Já ri muito e, é claro, aprendi muito com as peripécias Bukowski. Não. Não estou me referindo ao desenho animado do Kick Buttowski que, também, gosto muito. Refiro-me às obras do escritor Charles Bukowski.

Certa feita, o figurão havia escrito que o mundo inteiro, todinho ele, seria como um grandessíssimo saco de merda, sob nossos ombros, se rasgando, de ponta a ponta. Pois é. Não temos como salvá-lo e é praticamente impossível que toda a imundice não se derrame sobre nosso lombo. Sem chance.

Eis aí uma forma distinta e bem humorada para dizer que tudo nessa vida, tudo que está debaixo do sol, não passa de vaidade, como nos ensina o livro do Eclesiastes. E quem não sofre com o fardo do envaidecimento que atire o primeiro torrão de esterco que caiu de seu fardo rasgado.

Claro que ninguém admite que tem lá o seu quinhão dessa tranqueira, da mesma forma que um viciado não admite que o é, e que precisa de ajuda para se libertar dos grilhões da dependência química porque, como todos nós muito bem sabemos, não basta termos a verdade esfregada em nossas ventas; é preciso que a reconheçamos e a aceitemos nos átrios de nosso coração seboso.

Poderíamos aqui, nessas linhas tortas, apontar vários casos bem significativos para meditarmos sobre isso, já que estamos às portas da quarta-feira de cinzas e do Tempo Quaresmal, mas, penso eu, que não há nada mais ilustrativo para refletirmos sobre essa chaga, em nossa época, do que a tal da “cultura do cancelamento”.

Já pararam pra pensar o quanto isso é algo pretensioso, o quanto isso é algo maliciosamente demoníaco? Não? Então, pare tudo e vem comigo. Vejamos: uma chusma de sujeitos – porque os canceladores nunca agem sozinhos, no limpo – sai sentenciando a danação, absoluta e irrevogável, inúmeras pessoas, simplesmente porque elas pensam duma forma diferente da deles, logo, por serem pontos divergentes, eles não medem esforços para enxovalha-los das formas mais vis possíveis e pensáveis.

E se isso já não fosse o bastante, ao final do linchamento virtual, esses bons-moços candeladores fazem pose de vítima injustiçada que está apenas “lutando por um mundo mais justo e democrático”, movendo mundos e fundos para calar e suprimir os meios de existência daqueles que, simplesmente, eles não gostam, logo, os candidatos ao cancelamento seriam um perigo para a democracia, para as instituições, para toda a humanidade, no entender deles.

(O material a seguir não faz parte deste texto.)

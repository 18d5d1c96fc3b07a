// Copyright 2025 Stoolap Contributors
//
// Licensed under the Apache License, Version 2.0 (the "License");
// you may not use this file except in compliance with the License.
// You may obtain a copy of the License at
//
//     http://www.apache.org/licenses/LICENSE-2.0
//
// Unless required by applicable law or agreed to in writing, software
// distributed under the License is distributed on an "AS IS" BASIS,
// WITHOUT WARRANTIES OR CONDITIONS OF ANY KIND, either express or implied.
// See the License for the specific language governing permissions and
// limitations under the License.

//! Core type definitions
//!
//! This module defines the fundamental types: DataType, Operator and
//! EqualitySemantics.

use std::fmt;
use std::str::FromStr;

use super::error::Error;

/// SQL data types understood by the execution framework
#[derive(Debug, Clone, Copy, PartialEq, Eq, Hash, Default)]
#[repr(u8)]
pub enum DataType {
    /// NULL data type, used for unknown/unspecified types
    #[default]
    Null = 0,

    /// 64-bit signed integer
    Integer = 1,

    /// 64-bit floating point number (DECIMAL/NUMERIC map here)
    Float = 2,

    /// UTF-8 text string
    Text = 3,

    /// Boolean true/false
    Boolean = 4,

    /// Timestamp with timezone (stored as UTC)
    Timestamp = 5,
}

impl fmt::Display for DataType {
    fn fmt(&self, f: &mut fmt::Formatter<'_>) -> fmt::Result {
        match self {
            DataType::Null => write!(f, "NULL"),
            DataType::Integer => write!(f, "INTEGER"),
            DataType::Float => write!(f, "FLOAT"),
            DataType::Text => write!(f, "TEXT"),
            DataType::Boolean => write!(f, "BOOLEAN"),
            DataType::Timestamp => write!(f, "TIMESTAMP"),
        }
    }
}

impl FromStr for DataType {
    type Err = Error;

    fn from_str(s: &str) -> Result<Self, Self::Err> {
        match s.to_uppercase().as_str() {
            "NULL" => Ok(DataType::Null),
            "INTEGER" | "INT" | "INT2" | "INT4" | "INT8" | "BIGINT" | "SMALLINT" => {
                Ok(DataType::Integer)
            }
            "FLOAT" | "DOUBLE" | "REAL" | "DECIMAL" | "NUMERIC" => Ok(DataType::Float),
            "TEXT" | "VARCHAR" | "CHAR" | "BPCHAR" | "STRING" => Ok(DataType::Text),
            "BOOLEAN" | "BOOL" => Ok(DataType::Boolean),
            "TIMESTAMP" | "DATETIME" | "DATE" => Ok(DataType::Timestamp),
            _ => Err(Error::parse(format!("unknown data type: {}", s))),
        }
    }
}

/// Comparison operators for qualifiers
#[derive(Debug, Clone, Copy, PartialEq, Eq, Hash)]
#[repr(u8)]
pub enum Operator {
    /// Equality (=)
    Eq = 0,

    /// Inequality (!=)
    Ne = 1,

    /// Greater than (>)
    Gt = 2,

    /// Greater than or equal (>=)
    Gte = 3,

    /// Less than (<)
    Lt = 4,

    /// Less than or equal (<=)
    Lte = 5,
}

impl Operator {
    /// Returns true if an ordering satisfies this operator
    pub fn matches(&self, ordering: std::cmp::Ordering) -> bool {
        use std::cmp::Ordering::*;
        match self {
            Operator::Eq => ordering == Equal,
            Operator::Ne => ordering != Equal,
            Operator::Gt => ordering == Greater,
            Operator::Gte => ordering != Less,
            Operator::Lt => ordering == Less,
            Operator::Lte => ordering != Greater,
        }
    }
}

impl fmt::Display for Operator {
    fn fmt(&self, f: &mut fmt::Formatter<'_>) -> fmt::Result {
        match self {
            Operator::Eq => write!(f, "="),
            Operator::Ne => write!(f, "!="),
            Operator::Gt => write!(f, ">"),
            Operator::Gte => write!(f, ">="),
            Operator::Lt => write!(f, "<"),
            Operator::Lte => write!(f, "<="),
        }
    }
}

impl FromStr for Operator {
    type Err = Error;

    fn from_str(s: &str) -> Result<Self, Self::Err> {
        match s {
            "=" | "==" => Ok(Operator::Eq),
            "!=" | "<>" => Ok(Operator::Ne),
            ">" => Ok(Operator::Gt),
            ">=" => Ok(Operator::Gte),
            "<" => Ok(Operator::Lt),
            "<=" => Ok(Operator::Lte),
            _ => Err(Error::parse(format!("unknown operator: {}", s))),
        }
    }
}

/// Equality semantics recognized when scanning pushed-down filters
///
/// An equality qualifier pins a column to a single value only when the
/// comparison is a true value equality for the operand types involved.
#[derive(Debug, Clone, Copy, PartialEq, Eq, Hash)]
pub enum EqualitySemantics {
    /// integer = integer
    IntegerEq,
    /// numeric = numeric, including mixed integer/float operands
    NumericEq,
    /// text = text
    TextEq,
}

impl EqualitySemantics {
    /// Resolve the equality semantics of `column <op> constant`
    ///
    /// Returns None when the operator is not an equality or the operand
    /// types have no recognized equality.
    pub fn resolve(op: Operator, column: DataType, constant: DataType) -> Option<Self> {
        if op != Operator::Eq {
            return None;
        }
        match (column, constant) {
            (DataType::Integer, DataType::Integer) => Some(EqualitySemantics::IntegerEq),
            (DataType::Integer, DataType::Float)
            | (DataType::Float, DataType::Integer)
            | (DataType::Float, DataType::Float) => Some(EqualitySemantics::NumericEq),
            (DataType::Text, DataType::Text) => Some(EqualitySemantics::TextEq),
            _ => None,
        }
    }
}

impl fmt::Display for EqualitySemantics {
    fn fmt(&self, f: &mut fmt::Formatter<'_>) -> fmt::Result {
        match self {
            EqualitySemantics::IntegerEq => write!(f, "integer equality"),
            EqualitySemantics::NumericEq => write!(f, "numeric equality"),
            EqualitySemantics::TextEq => write!(f, "text equality"),
        }
    }
}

Já repararam o quanto isso é um trem soberbo? E, de repente, um sujeito anódino entra nas redes sociais, junta-se com uma legião digital, todo “fevoso”, prontinho para avacalhar com a vida de alguém. Pior! Essa gente sente um tremendo prazer sádico em fazer isso. Alegram-se, crentes de que estão agindo feito bons cidadãos criticamente críticos.

Pois é. Os jovens da “Juventude Hitlerista”, nos anos trinta, sentiam-se mais ou menos assim quando eles depredavam um estabelecimento comercial judaico ou espancavam, em grupo, um judeu na rua. Naqueles idos, era o que se esperava de um “bom cidadão” nacional-socialista da Alemanha de Hitler.

Os jovens chineses, em meados dos anos 60 e 70 do século passado, durante a Revolução Cultural Chinesa, deveriam ter uma sensação similar quando derrubavam antigos monumentos, mudavam nomes de ruas e denunciavam seus vizinhos, amigos, conhecidos e, inclusive, quando entregavam seus pais e familiares para as autoridades do Partido Comunista, por considerarem que eles seriam supostos elementos contrarrevolucionários.

Nos dois casos, tanto no alemão nacional-socialista como no chinês marxista, todos os jovens e adultos envolvidos acreditavam, sinceramente, que estavam realizando algo sumamente bom, por isso, enchiam seus peitos de orgulho e ficavam envaidecidos com sua obra ignóbil.

E o mais irônico nisso tudo é que os canceladores dos dias modernosos em que vivemos, vivem falando de tolerância, de alteridade, de empatia, de blábláblá, ao mesmo tempo que, sem o menor pudor, saem rotulando qualquer um, que não caia em suas [des]graças, de machista, homofôbico, fanático religioso e tutti quanti; tudo conforme mandar a toada da manada digital.

Sim, isso mesmo, vaidade das vaidades, tudo é vaidade e, por essa razão, os cancelamentos do passado, citados acima, edificaram uma hedionda tragédia e, consequentemente, os cancelamentos de hoje, cedo ou tarde, acabarão chegando no mesmo destino porque, como a muito havia dito Charles Bukowski, o mundo inteiro é um tremendo saco de merda se rasgando sobre nossas costas.